I don't really work with them anymore, but they're great.
All right.
And I think we had one more here.
That was any comment on News Network again.
Okay.
Savannah, stick around.
We're going to talk.
Robert, anything else before we end it?
No, just that I was with Alex years ago when I think you were interviewing somebody out in the early stages.
And when you were off air, he was like, she's going to be a star.
And he was right.
He's got a natural eye for talent.
Alex is the best.
He really is.
And that's the thing.
You know, Viva, it was fun because Tucker Carlson actually sat me down for an interview on his show, Tucker Carlson, today, which was Crazy to me because I was like, who the hell am I to be interviewed by Tucker Carlson?
But I remember talking to his producers and I was like, look, I got my start with Alex Jones and I want to be able to talk about that on the podcast.

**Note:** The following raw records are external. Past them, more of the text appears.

//! Coordinator state machine.

use chrono::{DateTime, Utc};
use serde::{Deserialize, Serialize};

use crate::error::WorkerError;

/// Maximum number of transitions kept in memory.
const MAX_TRANSITIONS: usize = 200;

/// State of a worker coordinator.
#[derive(Debug, Clone, Copy, PartialEq, Eq, Hash, Serialize, Deserialize)]
#[serde(rename_all = "snake_case")]
pub enum CoordinatorState {
    /// Waiting for the next tick or trigger.
    Idle,
    /// A cycle is in progress.
    Running,
    /// A pause was observed at cycle start; waiting for the next tick.
    Paused,
    /// Shut down. No further cycles.
    Stopped,
}

impl CoordinatorState {
    /// Check if this state allows transitioning to another state.
    pub fn can_transition_to(&self, target: CoordinatorState) -> bool {
        use CoordinatorState::*;

        matches!(
            (self, target),
            (Idle, Running) | (Paused, Running) |
            (Running, Idle) | (Running, Paused) |
            (Idle, Stopped) | (Running, Stopped) | (Paused, Stopped)
        )
    }

    pub fn is_terminal(&self) -> bool {
        matches!(self, Self::Stopped)
    }

    /// Whether a manual trigger may start a cycle from this state.
    pub fn accepts_trigger(&self) -> bool {
        matches!(self, Self::Idle | Self::Paused)
    }
}

impl std::fmt::Display for CoordinatorState {
    fn fmt(&self, f: &mut std::fmt::Formatter<'_>) -> std::fmt::Result {
        let s = match self {
            Self::Idle => "idle",
            Self::Running => "running",
            Self::Paused => "paused",
            Self::Stopped => "stopped",
        };
        write!(f, "{s}")
    }
}

/// A state transition event.
#[derive(Debug, Clone, Serialize, Deserialize)]
pub struct StateTransition {
    pub from: CoordinatorState,
    pub to: CoordinatorState,
    pub timestamp: DateTime<Utc>,
    pub reason: Option<String>,
}

/// Current state plus a bounded transition history.
#[derive(Debug, Clone, Serialize)]
pub struct StateMachine {
    state: CoordinatorState,
    transitions: Vec<StateTransition>,
}

impl Default for StateMachine {
    fn default() -> Self {
        Self::new()
    }
}

impl StateMachine {
    pub fn new() -> Self {
        Self {
            state: CoordinatorState::Idle,
            transitions: Vec::new(),
        }
    }

    pub fn state(&self) -> CoordinatorState {
        self.state
    }

    pub fn transitions(&self) -> &[StateTransition] {
        &self.transitions
    }

    /// Transition to a new state, rejecting moves the table does not allow.
    pub fn transition_to(
        &mut self,
        target: CoordinatorState,
        reason: Option<String>,
    ) -> Result<(), WorkerError> {
        if !self.state.can_transition_to(target) {
            return Err(WorkerError::InvalidTransition {
                state: self.state.to_string(),
                target: target.to_string(),
            });
        }

        self.transitions.push(StateTransition {
            from: self.state,
            to: target,
            timestamp: Utc::now(),
            reason,
        });
        if self.transitions.len() > MAX_TRANSITIONS {
            let drain_count = self.transitions.len() - MAX_TRANSITIONS;
            self.transitions.drain(..drain_count);
        }

        self.state = target;
        Ok(())
    }
}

I don't know how Fox News feels about it, but I want to bring him up.
And they were like, we love Alex.
Please bring it up.
Tucker would love it.
So me and Tucker were just gushing over Alex.
And then Media Matters wrote a hit piece about it.
It was beautiful.
It's amazing.
We had Alex on the channel.
I was nervous when he was discussing.
I wasn't nervous about anything really substantive of the channel being taken down or whatever.
I was more nervous in terms of blowback from people who think they know Alex and then think they can judge someone who has given Alex a platform as though Alex needed me to give him a platform.
And some of that did in fact happen.
But Alex proved to be incredibly insightful, a little hyperbolic in descriptions of things, but accurate nonetheless.
When he was talking about some stuff during our stream, and I'm like, I'm going to look this up afterwards.
And sure enough, He wasn't wrong on the substance of anything we discussed.
It was a very interesting stream.
If anyone hasn't seen it, go check it out.
But let's do this again, because this was great, and I'd love to follow up on the work that you're doing.
It pisses me off that Twitter, the biggest platform for newsworthy, up-to-date, in-real-time stuff, shuts you down time and time again.
I saw that last video start going viral on Twitter, got taken down.
I understood they were going to justify it based on an evasion ban.
It's bullcrap.
In any way that we can help, reach out to the world.
We'll do it.
Stick around.
We'll say our proper goodbyes.
Everyone in the chat, thank you very much.